Мы входим в пекарню, чтобы испечь хлеб. Летом его пекут на улице, в печке, сделанной из бочки, но сейчас мы входим в ничей дом, чтобы испечь хлеб здесь, где никто не живёт. Пока мы шли, закончилась зима. Белые церкви окон открываются нам навстречу, в каменных узких арках весна и ветер. Он не каменный, понимаю я. Он мраморный. Его стены сложены из бело-голубых кусков воздуха, остывшего до камня. Перед окнами хочется встать на колени, и солнце, которого не было, заходит внутрь. Топится белая печь до потолка. Мы наполняем старинные железные формы тестом. Больше нет никакого дела. Страх уходит, голод засыпает, понемногу пахнет хлебом, нужно ждать – тогда прилетают птицы. Потолок поднимается, мрамор сияет. Воздух наполнен птицами, их хоровым посланием, многоголосием их теней и путей.

Те, кто там был, забыли это. На земле нет никого, кроме меня, кто помнит.

…Может, голос сказал другое? Я заберу тебя отсюда очень скоро, вынесу раздетой, испорченной, живой. Не оставлю тебе ни корочки, ни крупицы. Ты сама воссоздашь себе память. Скажи, если сможешь сказать. Войди в экран, как в Тулдунь, в её любимую застывшую воду, стань фильмом. Испеки хлеб, возведи арки. Синие тени птиц на твоём лице. Останови плёнку. Смотри – твоё лицо.

 

МАЛЫЙ АМАЛАТ

Никогда не любила пользоваться рулеткой. Меня пугала её лязгающая металлическая линейность с острыми краями. Зато как хорошо было смотреть, как она убегала внутрь, сворачивалась и исчезала. Щелчок – время в руке, время в кармане. Измерять незачем. Так и память – ничто линейное. Ход времени никак не может всей длиной развернуться у меня в сознании. Я одновременна и неизменна.

Всегда мерещилось: жизнь – рядом. Где-то за углом она не знает обо мне и я не знаю, как попасть туда, где свернуть. Но она есть. Она прогибает, проминает картонку города и всю мою картонную жизнь своей тяжестью, обугливает своим жаром. Тяжёлое, яркое, безразличное настоящее. Будто солнце нисходит на землю и не помещается в ней, но всё ещё силится сделать своё прикосновение неиллюзорным, но безвредным – хотя должно бы уничтожить всё, что рядом с ним ни существует.

Необитаема. Необитаемая, на необитаемом острове островитянка. Река то была, то не было. Я то была, то не было. Мы с рекой ускорялись и пропадали без вести в серых камнях. Она приглядывала за мной, хотя вряд ли следила, чтоб я выжила. Просто отказывалась убивать. Легко пускала на зазеркальный берег. Меняла меня так, чтоб я прошла. Показывала то, что никак не называется. Пересыхающая горная безумица, пересекающая моё сердце, умолкающая в его камнях. В её молчании живу.

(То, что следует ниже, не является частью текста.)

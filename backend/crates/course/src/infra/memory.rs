//! In-Memory Course Repository
//!
//! Authors are registered explicitly; in PostgreSQL they come from the
//! `accounts` table.

use std::collections::HashMap;
use std::sync::{Arc, RwLock, RwLockReadGuard, RwLockWriteGuard};

use kernel::id::{AccountId, CourseId};

use crate::domain::entity::course::Course;
use crate::domain::repository::{AuthoredCourse, CourseRepository};
use crate::domain::value_object::CourseCode;
use crate::error::{CourseError, CourseResult};

#[derive(Default)]
struct Catalog {
    courses: HashMap<CourseId, Course>,
    authors: HashMap<AccountId, String>,
}

impl Catalog {
    fn authored(&self, course: &Course) -> AuthoredCourse {
        AuthoredCourse {
            course: course.clone(),
            author_name: self.authors.get(&course.created_by).cloned(),
        }
    }
}

#[derive(Clone, Default)]
pub struct InMemoryCourseRepository {
    catalog: Arc<RwLock<Catalog>>,
}

impl InMemoryCourseRepository {
    pub fn new() -> Self {
        Self::default()
    }

    pub fn add_author(&self, account_id: AccountId, name: impl Into<String>) {
        if let Ok(mut catalog) = self.catalog.write() {
            catalog.authors.insert(account_id, name.into());
        }
    }

    pub fn remove_author(&self, account_id: &AccountId) {
        if let Ok(mut catalog) = self.catalog.write() {
            catalog.authors.remove(account_id);
        }
    }

    fn read(&self) -> CourseResult<RwLockReadGuard<'_, Catalog>> {
        self.catalog
            .read()
            .map_err(|_| CourseError::Internal("course store lock poisoned".to_string()))
    }

    fn write(&self) -> CourseResult<RwLockWriteGuard<'_, Catalog>> {
        self.catalog
            .write()
            .map_err(|_| CourseError::Internal("course store lock poisoned".to_string()))
    }
}

impl CourseRepository for InMemoryCourseRepository {
    async fn create(&self, course: &Course) -> CourseResult<()> {
        let mut catalog = self.write()?;
        if !catalog.authors.contains_key(&course.created_by) {
            return Err(CourseError::UnknownAuthor);
        }
        if catalog.courses.values().any(|c| c.code == course.code) {
            return Err(CourseError::DuplicateCode);
        }
        catalog.courses.insert(course.course_id, course.clone());
        Ok(())
    }

    async fn find_by_id(&self, course_id: &CourseId) -> CourseResult<Option<AuthoredCourse>> {
        let catalog = self.read()?;
        Ok(catalog.courses.get(course_id).map(|c| catalog.authored(c)))
    }

    async fn find_by_code(&self, code: &CourseCode) -> CourseResult<Option<Course>> {
        Ok(self
            .read()?
            .courses
            .values()
            .find(|c| &c.code == code)
            .cloned())
    }

    async fn list(&self, created_by: Option<&AccountId>) -> CourseResult<Vec<AuthoredCourse>> {
        let catalog = self.read()?;
        let mut courses: Vec<AuthoredCourse> = catalog
            .courses
            .values()
            .filter(|c| created_by.is_none_or(|author| &c.created_by == author))
            .map(|c| catalog.authored(c))
            .collect();
        courses.sort_by(|a, b| b.course.created_at.cmp(&a.course.created_at));
        Ok(courses)
    }

    async fn update(&self, course: &Course) -> CourseResult<bool> {
        let mut catalog = self.write()?;
        if catalog
            .courses
            .values()
            .any(|c| c.code == course.code && c.course_id != course.course_id)
        {
            return Err(CourseError::DuplicateCode);
        }
        match catalog.courses.get_mut(&course.course_id) {
            Some(stored) => {
                *stored = course.clone();
                Ok(true)
            }
            None => Ok(false),
        }
    }

    async fn author_exists(&self, account_id: &AccountId) -> CourseResult<bool> {
        Ok(self.read()?.authors.contains_key(account_id))
    }
}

Река присматривала за мной, она явно знала обо мне, и хотя мне были непонятны её мысли, но после весенних дождей, когда она, вся бурая, дикая, огромная, неслась вертикально вниз, я знала: она не возьмёт меня. Каждый день она говорила: «Ты. Не бойся. Я знаю тебя. Продолжай быть, движущаяся точка, продолжай движение». И даже стоя на берегу, когда выпученная, грязная, страшная вода терзала всё вокруг, я знала: она меня не тронет. Пройдёт мимо, оставит меня прежней. Она не такая, как Малый Амалат.

Однажды Малый Амалат сумел забрать Сашку.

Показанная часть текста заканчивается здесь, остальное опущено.